Last year, 23 million people died of starvation in a world which is not short of food. 1 000 million people live in absolute poverty in the so-called Third World. But there is also a third world within the First World. A black American boy born today, statistically stands a better chance of ending up in prison than in university.

Through the 1980s the sadomonetarist policies of Thatcher, Reagan and Chris Stals (the one who wants to marry Reaganomics and the RDP) rolled back the social gains of the poor and working people in the North, and devastated the Third World, not least our own continent. Through the IMF, the World Bank and agreements like GATT they have opened up Third World economies to their own agendas, while erecting massive protectionist barriers around their own economies. The US, which so continously preaches trade liberalisation, is one of the most protected economies in the world.

That is the world we are "joining". We are joining it, not as a pick-nicker, but as a potential sandwich.

This is why, comrades, our RDP must be based as much as possible:

. on our own resources

. on our own needs

. on an inward industrialisation, on a massive programme of South African urban and rural infrastructural development. Insofar as we prioritise beyond our own borders it should be, in the first place, to our southern African region that we turn.

The RDP is not, and should not be, essentially an export-led growth path. The more you depend on exports, the more vulnerable you become to the dictates of the powerful economies to which you are exporting.

This is the increasing fate of South Korea, for instance. Once the Cold War darling of imperialism, South Korea is now seen essentially as a trade competitor by the US. Each year that goes by sees increasing pressure on South Korea to shut down more and more of its agricultural sector so that the US can export food to a country that was once food sufficient. When a country like South Korea gets to be too competitive with US firms, the US simply passes "anti-dumping" legislation.

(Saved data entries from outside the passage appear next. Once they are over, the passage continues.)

//! In-Memory Row Driver
//!
//! Relational-style backend: every namespace entry is one row keyed by
//! `(user, path)` in an ordered table. Publishing a file is a single row
//! write under the table lock, so readers see either the previous row or
//! the new one.

use crate::checksum::{Checksum, ChecksumReader};
use crate::context::IdentityContext;
use crate::domain::path::NamespacePath;
use crate::domain::ports::{
    ByteStream, Capabilities, DataDriver, Download, FileInfo, MetaDataDriver, StorageDriver,
};
use crate::error::{Error, Result};
use crate::storage::{copy_limited, user_segment};
use async_trait::async_trait;
use bytes::Bytes;
use chrono::Utc;
use parking_lot::RwLock;
use std::collections::BTreeMap;
use tracing::{debug, warn};

// =============================================================================
// Memory Driver Configuration
// =============================================================================

/// Configuration for the in-memory driver
#[derive(Debug, Clone)]
pub struct MemoryDriverConfig {
    /// Backend name
    pub name: String,
    pub capabilities: Capabilities,
}

impl Default for MemoryDriverConfig {
    fn default() -> Self {
        Self {
            name: "memory".to_string(),
            capabilities: Capabilities::default(),
        }
    }
}

// =============================================================================
// Rows
// =============================================================================

type RowKey = (String, NamespacePath);

#[derive(Debug, Clone)]
struct Row {
    folder: bool,
    modified: i64,
    checksum: Option<Checksum>,
    blob: Bytes,
}

impl Row {
    fn folder() -> Self {
        Self {
            folder: true,
            modified: Utc::now().timestamp(),
            checksum: None,
            blob: Bytes::new(),
        }
    }

    fn info(&self, path: &NamespacePath) -> FileInfo {
        match &self.checksum {
            Some(checksum) if !self.folder => FileInfo::file(
                path.clone(),
                self.blob.len() as u64,
                self.modified,
                checksum.clone(),
            ),
            _ => FileInfo::folder(path.clone(), self.modified),
        }
    }
}

fn key(user: &str, path: &NamespacePath) -> RowKey {
    (user.to_string(), path.clone())
}

/// Require `path` to be an existing folder row
fn require_folder(rows: &BTreeMap<RowKey, Row>, user: &str, path: &NamespacePath) -> Result<()> {
    match rows.get(&key(user, path)) {
        None => Err(Error::NotFound(path.to_string())),
        Some(row) if !row.folder => Err(Error::BadInputData(format!("{} is not a folder", path))),
        Some(_) => Ok(()),
    }
}

/// Keys of `path` and everything below it
fn subtree(rows: &BTreeMap<RowKey, Row>, user: &str, path: &NamespacePath) -> Vec<RowKey> {
    rows.range(key(user, path)..)
        .take_while(|((u, _), _)| u == user)
        .filter(|((_, p), _)| p == path || path.is_ancestor_of(p))
        .map(|(k, _)| k.clone())
        .collect()
}

// =============================================================================
// Memory Driver
// =============================================================================

/// Ordered row table backend
pub struct MemoryDriver {
    name: String,
    capabilities: Capabilities,
    rows: RwLock<BTreeMap<RowKey, Row>>,
}

impl MemoryDriver {
    /// Create new memory driver with default config
    pub fn new() -> Self {
        Self::with_config(MemoryDriverConfig::default())
    }

    pub fn with_config(config: MemoryDriverConfig) -> Self {
        Self {
            name: config.name,
            capabilities: config.capabilities,
            rows: RwLock::new(BTreeMap::new()),
        }
    }

    /// Total number of rows across all namespaces
    pub fn row_count(&self) -> usize {
        self.rows.read().len()
    }

    fn check_upload_target(&self, user: &str, path: &NamespacePath) -> Result<()> {
        let parent = path
            .parent()
            .ok_or_else(|| Error::BadInputData("cannot upload to the namespace root".into()))?;
        let rows = self.rows.read();
        require_folder(&rows, user, &parent)?;
        if rows.get(&key(user, path)).is_some_and(|r| r.folder) {
            return Err(Error::BadInputData(format!("{} is a folder", path)));
        }
        Ok(())
    }
}

impl Default for MemoryDriver {
    fn default() -> Self {
        Self::new()
    }
}

#[async_trait]
impl DataDriver for MemoryDriver {
    async fn upload_file(
        &self,
        ctx: &IdentityContext,
        path: &NamespacePath,
        stream: ByteStream,
        client_checksum: Option<&Checksum>,
    ) -> Result<FileInfo> {
        let user = ctx.require_user()?;
        let username = user_segment(&user.username)?;
        let caps = &self.capabilities;
        caps.verify_mode.precheck(client_checksum)?;
        self.check_upload_target(username, path)?;

        let algorithm = caps
            .verify_mode
            .hashing_algorithm(client_checksum, caps.checksum_algorithm);
        let mut reader = ChecksumReader::new(stream, algorithm);
        let mut buffer = Vec::new();
        copy_limited(&mut reader, &mut buffer, caps.max_file_size).await?;
        let (computed, size) = reader.finish();
        if let Err(e) = caps.verify_mode.verify(client_checksum, &computed) {
            warn!(parent: ctx.span(), path = %path, computed = %computed, "Upload rejected: {}", e);
            return Err(e);
        }

        let row = Row {
            folder: false,
            modified: Utc::now().timestamp(),
            checksum: Some(computed),
            blob: Bytes::from(buffer),
        };
        let info = row.info(path);

        {
            let mut rows = self.rows.write();
            let parent = path.parent().unwrap_or_else(NamespacePath::root);
            require_folder(&rows, username, &parent)?;
            if rows.get(&key(username, path)).is_some_and(|r| r.folder) {
                return Err(Error::BadInputData(format!("{} is a folder", path)));
            }
            rows.insert(key(username, path), row);
        }

        debug!(parent: ctx.span(), path = %path, size, "Row published");
        Ok(info)
    }

    async fn download_file(&self, ctx: &IdentityContext, path: &NamespacePath) -> Result<Download> {
        let user = ctx.require_user()?;
        let username = user_segment(&user.username)?;

        let rows = self.rows.read();
        let row = rows
            .get(&key(username, path))
            .ok_or_else(|| Error::NotFound(path.to_string()))?;
        if row.folder {
            return Err(Error::BadInputData(format!("{} is a folder", path)));
        }
        Ok(Download {
            info: row.info(path),
            stream: Box::pin(std::io::Cursor::new(row.blob.clone())),
        })
    }
}

#[async_trait]
impl MetaDataDriver for MemoryDriver {
    async fn examine(&self, ctx: &IdentityContext, path: &NamespacePath) -> Result<FileInfo> {
        let user = ctx.require_user()?;
        let username = user_segment(&user.username)?;
        self.rows
            .read()
            .get(&key(username, path))
            .map(|row| row.info(path))
            .ok_or_else(|| Error::NotFound(path.to_string()))
    }

    async fn list_folder(
        &self,
        ctx: &IdentityContext,
        path: &NamespacePath,
    ) -> Result<Vec<FileInfo>> {
        let user = ctx.require_user()?;
        let username = user_segment(&user.username)?;

        let rows = self.rows.read();
        require_folder(&rows, username, path)?;
        Ok(rows
            .range(key(username, path)..)
            .take_while(|((u, _), _)| u == username)
            .filter(|((_, p), _)| p.parent().as_ref() == Some(path))
            .map(|((_, p), row)| row.info(p))
            .collect())
    }

    async fn move_entry(
        &self,
        ctx: &IdentityContext,
        source: &NamespacePath,
        target: &NamespacePath,
    ) -> Result<()> {
        let user = ctx.require_user()?;
        let username = user_segment(&user.username)?;
        if source.is_root() || target.is_root() {
            return Err(Error::BadInputData("cannot move the namespace root".into()));
        }
        if source == target {
            return Ok(());
        }
        if source.is_ancestor_of(target) {
            return Err(Error::BadInputData(format!(
                "cannot move {} into its own descendant {}",
                source, target
            )));
        }

        let mut rows = self.rows.write();
        let source_is_folder = rows
            .get(&key(username, source))
            .map(|r| r.folder)
            .ok_or_else(|| Error::NotFound(source.to_string()))?;
        let target_parent = target.parent().unwrap_or_else(NamespacePath::root);
        require_folder(&rows, username, &target_parent)?;
        if let Some(existing) = rows.get(&key(username, target)) {
            if existing.folder || source_is_folder {
                return Err(Error::BadInputData(format!("{} already exists", target)));
            }
        }

        let moved: Vec<(NamespacePath, Row)> = subtree(&rows, username, source)
            .into_iter()
            .filter_map(|k| {
                let row = rows.remove(&k)?;
                let rebased = k.1.rebase(source, target)?;
                Some((rebased, row))
            })
            .collect();
        for (path, row) in moved {
            rows.insert((username.to_string(), path), row);
        }

        debug!(parent: ctx.span(), source = %source, target = %target, "Rows moved");
        Ok(())
    }

    async fn delete(&self, ctx: &IdentityContext, path: &NamespacePath) -> Result<()> {
        let user = ctx.require_user()?;
        let username = user_segment(&user.username)?;
        if path.is_root() {
            return Err(Error::BadInputData("cannot delete the namespace root".into()));
        }

        let mut rows = self.rows.write();
        let doomed = subtree(&rows, username, path);
        if doomed.is_empty() {
            return Err(Error::NotFound(path.to_string()));
        }
        for k in &doomed {
            rows.remove(k);
        }
        debug!(parent: ctx.span(), path = %path, rows = doomed.len(), "Rows deleted");
        Ok(())
    }

    async fn create_folder(&self, ctx: &IdentityContext, path: &NamespacePath) -> Result<()> {
        let user = ctx.require_user()?;
        let username = user_segment(&user.username)?;
        if path.is_root() {
            return Err(Error::BadInputData("the namespace root already exists".into()));
        }

        let mut rows = self.rows.write();
        if rows.contains_key(&key(username, path)) {
            return Err(Error::BadInputData(format!("{} already exists", path)));
        }
        let parent = path.parent().unwrap_or_else(NamespacePath::root);
        require_folder(&rows, username, &parent)?;
        rows.insert(key(username, path), Row::folder());
        Ok(())
    }
}

#[async_trait]
impl StorageDriver for MemoryDriver {
    fn name(&self) -> &str {
        &self.name
    }

    fn capabilities(&self) -> &Capabilities {
        &self.capabilities
    }

    async fn init_home(&self, ctx: &IdentityContext) -> Result<()> {
        let user = ctx.require_user()?;
        let username = user_segment(&user.username)?;
        self.rows
            .write()
            .entry(key(username, &NamespacePath::root()))
            .or_insert_with(Row::folder);
        Ok(())
    }

    async fn health_check(&self) -> Result<bool> {
        Ok(true)
    }
}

We are not saying that SA can neglect exports.

But we are saying that we must not be naive about the realities of the world in which we are living.

This is why we are concerned when the Trade and Industries Minister says in Parliament in his budget speech that "competitiveness" is the key to our Trade and Industry policies. Are we going to be competitive with Indonesia (where comrade Madiba has just visited), a country in which the military regime has just banned the one independent trade union federation?

Our international policy needs to be based much more on solidarity with working class and democratic struggles. This is the just course, and it makes economic sense too.

Socialism

In November COSATU and the SACP, following a resolution of your Special Congress last year, will be jointly convening a Socialist Conference for Reconstruction and Development. At that Conference I am sure that we will reaffirm the basic perspective I have tried to out-line today.

Socialism is more relevant than ever. Socialism is not a foreign country. Socialism is not some utopian dream. Socialist perspectives, socialist morality, socialist understanding needs to inform our daily struggles, right now.

Socialism is about building an economy based on social needs, not private profits. Socialism is about rolling back the empire of market totalitarianism. Jobs, shelter, health-care, education - these are not commodities. They are basic human rights.

Socialism is about transforming the power on the markets. The markets in SA are not some natural force like the weather. The markets in SA reflect decades of racial oppression and capitalist exploitation. Let us use the RDP to empower workers, poor communities, rural people, and many others on the markets.

Socialism is about international working class solidarity. Socialism is about the co-operation, not the competition, of workers from the South and the North.

about daily democracy, not just democracy every four or five years. Socialism is about democratising all power. Who said socialism is irrelevant? Who said socialism is dead?

PHANTSI NE'CAPITALISM, PHANTSI! FORWARD TO SOCIALISM IN SOUTH AFRICA, FORWARD!

LONG LIVE INTER-NATIONAL WORKING CLASS SOLIDARITY!